◆ **What is expected**
Extract from the listing each line in which the word "handlers" appears.
--
//! Logging configuration

use serde::{Deserialize, Serialize};
use std::collections::HashMap;
use std::str::FromStr;

/// Log output format
#[derive(Debug, Clone, Copy, PartialEq, Eq, Serialize, Deserialize, Default)]
#[serde(rename_all = "snake_case")]
pub enum LogFormat {
    /// Pretty-printed logs for humans
    #[default]
    Pretty,
    /// JSON logs for machine parsing
    Json,
}

impl FromStr for LogFormat {
    type Err = String;

    fn from_str(s: &str) -> Result<Self, Self::Err> {
        match s.to_lowercase().as_str() {
            "pretty" => Ok(LogFormat::Pretty),
            "json" => Ok(LogFormat::Json),
            _ => Err(format!("Invalid log format: {}", s)),
        }
    }
}

/// Logging configuration
#[derive(Debug, Clone, Serialize, Deserialize)]
#[serde(default)]
pub struct LoggingConfig {
    pub level: String,
    pub format: LogFormat,
    /// Component-specific log levels (e.g., {"dispatch": "debug", "flags": "info"})
    #[serde(skip_serializing_if = "Option::is_none")]
    pub component_levels: Option<HashMap<String, String>>,
}

impl Default for LoggingConfig {
    fn default() -> Self {
        Self {
            level: "info".to_string(),
            format: LogFormat::Pretty,
            component_levels: None,
        }
    }
}
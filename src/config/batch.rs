//! Batch run configuration

use serde::{Deserialize, Serialize};
use std::path::PathBuf;

/// Settings of the batch stage itself.
#[derive(Debug, Clone, Serialize, Deserialize)]
#[serde(default)]
pub struct BatchConfig {
    /// Directory receiving run outputs (error CSV, routed tickets).
    pub data_dir: PathBuf,
    /// UTC hour at which the daily/monthly allocation windows cut over.
    pub cutover_hour_utc: u32,
}

impl Default for BatchConfig {
    fn default() -> Self {
        Self {
            data_dir: PathBuf::from("data"),
            cutover_hour_utc: 15,
        }
    }
}

#[cfg(test)]
mod tests {
    use super::*;

    #[test]
    fn defaults() {
        let config = BatchConfig::default();
        assert_eq!(config.data_dir, PathBuf::from("data"));
        assert_eq!(config.cutover_hour_utc, 15);
    }
}
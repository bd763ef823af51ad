use clap::Parser;
use triage::cli::{
    handle_config_init, handle_rules_list, handle_run, Cli, Commands, ConfigCommands,
    RulesCommands,
};

fn main() {
    let cli = Cli::parse();

    let result = match cli.command {
        Commands::Run(args) => match handle_run(&args) {
            Ok(status) => {
                std::process::exit(status.code());
            }
            Err(e) => Err(e),
        },
        Commands::Rules(cmd) => match cmd {
            RulesCommands::List(args) => match handle_rules_list(&args) {
                Ok(output) => {
                    println!("{}", output);
                    Ok(())
                }
                Err(e) => Err(e),
            },
        },
        Commands::Config(config_cmd) => match config_cmd {
            ConfigCommands::Init(args) => handle_config_init(&args),
        },
    };

    if let Err(e) = result {
        eprintln!("Error: {:#}", e);
        std::process::exit(1);
    }
}
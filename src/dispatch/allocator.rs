//! Load-fairness allocation
//!
//! Round-robin with capacity weighting: each candidate's priority value
//! is (occurrences within the rolling window + 1) / configured rate, and
//! the minimum wins. Destinations with a higher rate absorb more load
//! before their priority value grows; recently assigned destinations are
//! deprioritized by their occurrence count.

use chrono::{DateTime, Utc};
use tracing::debug;

use crate::directory::AllocationEntry;
use crate::rank::Rank;
use crate::store::AllocationHistory;
use crate::ticket::UnitId;

use super::decision::{Allocation, CandidateLoad};

/// Select the least-loaded candidate from the pool.
///
/// Candidates are weighed in enumeration order; ties on the priority
/// value keep the first-seen candidate, making the result deterministic
/// for a fixed pool order. Returns `None` for an empty pool. Entries with
/// a non-positive rate must be filtered out by the pool lookup; they are
/// skipped here as a final guard.
pub fn allocate(
    pool: &[&AllocationEntry],
    origins: &[UnitId],
    rank: Rank,
    window_start: DateTime<Utc>,
    history: &dyn AllocationHistory,
) -> Option<Allocation> {
    let mut loads: Vec<CandidateLoad> = Vec::with_capacity(pool.len());

    for entry in pool {
        let rate = entry.rate_for(rank);
        if rate <= 0.0 {
            continue;
        }
        let occurrences =
            history.count_since(entry.destination.unit, origins, rank, window_start);
        let priority = (occurrences + 1) as f64 / rate;
        loads.push(CandidateLoad {
            unit: entry.destination.unit,
            destination: entry.destination,
            occurrences,
            rate,
            priority,
        });
    }

    // Strict-less comparison keeps the first-enumerated candidate on ties.
    let mut winner: Option<&CandidateLoad> = None;
    for load in &loads {
        let beats = winner.map(|w| load.priority < w.priority).unwrap_or(true);
        if beats {
            winner = Some(load);
        }
    }
    let winner = winner?.clone();

    // Audit list ordered by ascending priority; the sort is stable so
    // equal-priority candidates keep their enumeration order.
    loads.sort_by(|a, b| a.priority.total_cmp(&b.priority));

    debug!(
        rank = %rank,
        winner = %winner.unit.0,
        occurrences = winner.occurrences,
        priority = winner.priority,
        candidates = loads.len(),
        "allocation selected"
    );

    Some(Allocation {
        winner,
        audit: loads,
    })
}
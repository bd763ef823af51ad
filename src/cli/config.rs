//! Config command handlers

use crate::cli::ConfigInitArgs;
use std::fs;

const EXAMPLE_CONFIG: &str = include_str!("../../triage.example.toml");

/// Handle `triage config init` command
pub fn handle_config_init(args: &ConfigInitArgs) -> anyhow::Result<()> {
    // Check if file exists
    if args.output.exists() && !args.force {
        anyhow::bail!(
            "File already exists: {}. Use --force to overwrite.",
            args.output.display()
        );
    }

    // Write config file
    fs::write(&args.output, EXAMPLE_CONFIG)?;

    println!("✓ Configuration file created: {}", args.output.display());
    println!("  Edit this file to customize your dispatch setup.");

    Ok(())
}

#[cfg(test)]
mod tests {
    use super::*;
    use tempfile;

    #[test]
    fn test_config_init_creates_file() {
        let temp_dir = tempfile::tempdir().unwrap();
        let output_path = temp_dir.path().join("triage.toml");

        let args = ConfigInitArgs {
            output: output_path.clone(),
            force: false,
        };

        handle_config_init(&args).unwrap();

        assert!(output_path.exists());
        let content = std::fs::read_to_string(&output_path).unwrap();
        assert!(content.contains("[batch]"));
    }

    #[test]
    fn test_config_init_no_overwrite() {
        let temp_dir = tempfile::tempdir().unwrap();
        let output_path = temp_dir.path().join("triage.toml");

        // Create existing file
        std::fs::write(&output_path, "existing").unwrap();

        let args = ConfigInitArgs {
            output: output_path.clone(),
            force: false,
        };

        let result = handle_config_init(&args);
        assert!(result.is_err());

        // Original content preserved
        let content = std::fs::read_to_string(&output_path).unwrap();
        assert_eq!(content, "existing");
    }

    #[test]
    fn test_config_init_force_overwrites() {
        let temp_dir = tempfile::tempdir().unwrap();
        let output_path = temp_dir.path().join("triage.toml");

        std::fs::write(&output_path, "old content").unwrap();

        let args = ConfigInitArgs {
            output: output_path.clone(),
            force: true,
        };

        handle_config_init(&args).unwrap();

        let content = std::fs::read_to_string(&output_path).unwrap();
        assert!(content.contains("[batch]"));
    }
}
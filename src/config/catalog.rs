//! Keyword catalog location configuration

use serde::{Deserialize, Serialize};
use std::path::PathBuf;

/// Where the keyword rule files live.
#[derive(Debug, Clone, Serialize, Deserialize)]
#[serde(default)]
pub struct CatalogConfig {
    pub dir: PathBuf,
}

impl Default for CatalogConfig {
    fn default() -> Self {
        Self {
            dir: PathBuf::from("config/catalog"),
        }
    }
}
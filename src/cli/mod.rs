//! CLI module
//!
//! Command-line interface definitions and handlers for the triage
//! dispatch engine.
//!
//! # Commands
//!
//! - `run` - Score and dispatch a batch of tickets
//! - `rules` - Inspect the keyword rule catalog (list)
//! - `config` - Configuration utilities (init)
//!
//! # Example
//!
//! ```bash
//! # Dispatch a batch with the default config
//! triage run --input tickets.json
//!
//! # Show the flag catalog
//! triage rules list
//!
//! # Write a starter configuration
//! triage config init
//! ```

pub mod config;
pub mod rules;
pub mod run;

pub use config::handle_config_init;
pub use rules::handle_rules_list;
pub use run::handle_run;

use clap::{Args, Parser, Subcommand};
use std::path::PathBuf;

/// Triage - ticket rank-scoring and dispatch engine
#[derive(Parser, Debug)]
#[command(
    name = "triage",
    version,
    about = "Rule-driven ticket scoring and dispatch engine"
)]
pub struct Cli {
    #[command(subcommand)]
    pub command: Commands,
}

#[derive(Subcommand, Debug)]
pub enum Commands {
    /// Score and dispatch a batch of tickets
    Run(RunArgs),
    /// Inspect the keyword rule catalog
    #[command(subcommand)]
    Rules(RulesCommands),
    /// Configuration utilities
    #[command(subcommand)]
    Config(ConfigCommands),
}

#[derive(Args, Debug)]
pub struct RunArgs {
    /// Path to configuration file
    #[arg(short, long, default_value = "triage.toml")]
    pub config: PathBuf,

    /// Ticket batch input (JSON)
    #[arg(short, long)]
    pub input: PathBuf,

    /// Write the run report to this file instead of stdout
    #[arg(short, long)]
    pub output: Option<PathBuf>,

    /// Set log level (trace, debug, info, warn, error)
    #[arg(short, long, env = "TRIAGE_LOG_LEVEL")]
    pub log_level: Option<String>,

    /// Treat upstream pipeline stages as having warned
    #[arg(long)]
    pub upstream_warning: bool,
}

#[derive(Subcommand, Debug)]
pub enum RulesCommands {
    /// List the flag slots, their patterns and entry counts
    List(RulesListArgs),
}

#[derive(Args, Debug)]
pub struct RulesListArgs {
    /// Path to configuration file
    #[arg(short, long, default_value = "triage.toml")]
    pub config: PathBuf,

    /// Output as JSON
    #[arg(long)]
    pub json: bool,
}

#[derive(Subcommand, Debug)]
pub enum ConfigCommands {
    /// Write a starter configuration file
    Init(ConfigInitArgs),
}

#[derive(Args, Debug)]
pub struct ConfigInitArgs {
    /// Output path for the configuration file
    #[arg(short, long, default_value = "triage.toml")]
    pub output: PathBuf,

    /// Overwrite an existing file
    #[arg(short, long)]
    pub force: bool,
}
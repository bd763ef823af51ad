//! Shared test utilities for triage integration tests.
//!
//! Provides reusable builders for tickets, org paths, directory entries
//! and the in-memory store to reduce duplication across test files.

#![allow(dead_code)]

use triage::config::{AllocationConfig, DirectoryConfig};
use triage::directory::{AccountRoute, AllocationEntry, AreaRoute, NoTouchRoute};
use triage::flags::FlagSet;
use triage::rank::{Rank, RankMask};
use triage::store::MemoryStore;
use triage::ticket::{
    AccountOwner, AddressCode, ContactMethod, OrderContent, OrgPath, ProfileId, TeamId, Ticket,
    TicketId, UnitId, UserId,
};
use uuid::Uuid;

// =============================================================================
// Identifier builders
// =============================================================================

pub fn unit(seed: u128) -> UnitId {
    UnitId(Uuid::from_u128(seed))
}

pub fn org(seed: u128) -> OrgPath {
    let id = unit(seed);
    OrgPath {
        company: id,
        division: id,
        section: id,
        unit: id,
    }
}

pub fn profile(seed: u128) -> ProfileId {
    ProfileId(Uuid::from_u128(seed))
}

pub fn user(seed: u128) -> UserId {
    UserId(Uuid::from_u128(seed))
}

pub fn team() -> TeamId {
    TeamId(Uuid::from_u128(0x7EA0))
}

// =============================================================================
// Ticket builders
// =============================================================================

/// A minimal ticket with sensible defaults: origin unit 1, window unit 2,
/// profile 3, rank C predicted upstream.
pub fn make_ticket(seed: u128) -> Ticket {
    Ticket {
        id: TicketId(Uuid::from_u128(seed)),
        origin: org(1),
        window_unit: unit(2),
        classification: 0,
        order_content: OrderContent::NEW,
        contractor_name: Some("Test Contractor".to_string()),
        content: Some("service request".to_string()),
        source_company: None,
        person_in_charge: None,
        contact_phone: Some("000-0000-0000".to_string()),
        contract_id: Some(format!("C-{:04}", seed)),
        third_party_application: false,
        collaboration_line: false,
        contact_method: None,
        address_text: None,
        address_code: None,
        profile: Some(profile(3)),
        account_owner: None,
        policy_keywords: None,
        predicted_rank: Some(Rank::C),
        flags: FlagSet::new(),
        rank: None,
    }
}

pub fn with_rank(mut ticket: Ticket, rank: Option<Rank>) -> Ticket {
    ticket.predicted_rank = rank;
    ticket
}

pub fn with_owner(mut ticket: Ticket, owner: UserId) -> Ticket {
    ticket.account_owner = Some(AccountOwner {
        id: owner,
        name: "Account Owner".to_string(),
    });
    ticket
}

pub fn with_visit(mut ticket: Ticket, address: &str) -> Ticket {
    ticket.contact_method = Some(ContactMethod::VISIT);
    ticket.address_code = Some(AddressCode(address.to_string()));
    ticket
}

// =============================================================================
// Directory builders
// =============================================================================

pub fn account_route(owner: UserId, mask: RankMask, dest: OrgPath) -> AccountRoute {
    AccountRoute {
        account_owner: owner,
        mask,
        destination: dest,
    }
}

pub fn area_route(
    p: ProfileId,
    address: &str,
    visit: RankMask,
    priority: RankMask,
    dest: OrgPath,
) -> AreaRoute {
    AreaRoute {
        profile: p,
        address_code: AddressCode(address.to_string()),
        visit_mask: visit,
        priority_mask: priority,
        destination: dest,
    }
}

pub fn notouch_route(p: ProfileId, owner: UserId, mask: RankMask, dest: OrgPath) -> NoTouchRoute {
    NoTouchRoute {
        profile: p,
        account_owner: owner,
        mask,
        destination: dest,
    }
}

pub fn allocation(p: ProfileId, dest: OrgPath, rate: f64) -> AllocationEntry {
    AllocationEntry {
        profile: p,
        destination: dest,
        rate_a: rate,
        rate,
        third_party: false,
        collab_line: false,
        normal_mask: RankMask::all(),
    }
}

pub fn allocation_config(p: ProfileId, dest: OrgPath, rate: f64) -> AllocationConfig {
    AllocationConfig {
        profile: p,
        destination: dest,
        rate_a: rate,
        rate,
        third_party: false,
        collab_line: false,
        normal: RankMask::all(),
    }
}

pub fn directory_config(allocations: Vec<AllocationConfig>) -> DirectoryConfig {
    DirectoryConfig {
        account_routes: Vec::new(),
        area_routes: Vec::new(),
        notouch_routes: Vec::new(),
        allocations,
    }
}

// =============================================================================
// Store builders
// =============================================================================

pub fn make_store() -> MemoryStore {
    MemoryStore::new(Some(team()))
}

pub fn make_store_without_team() -> MemoryStore {
    MemoryStore::new(None)
}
--
◆ **Response to this exercise**
//! Config command handlers
//! Command-line interface definitions and handlers for the triage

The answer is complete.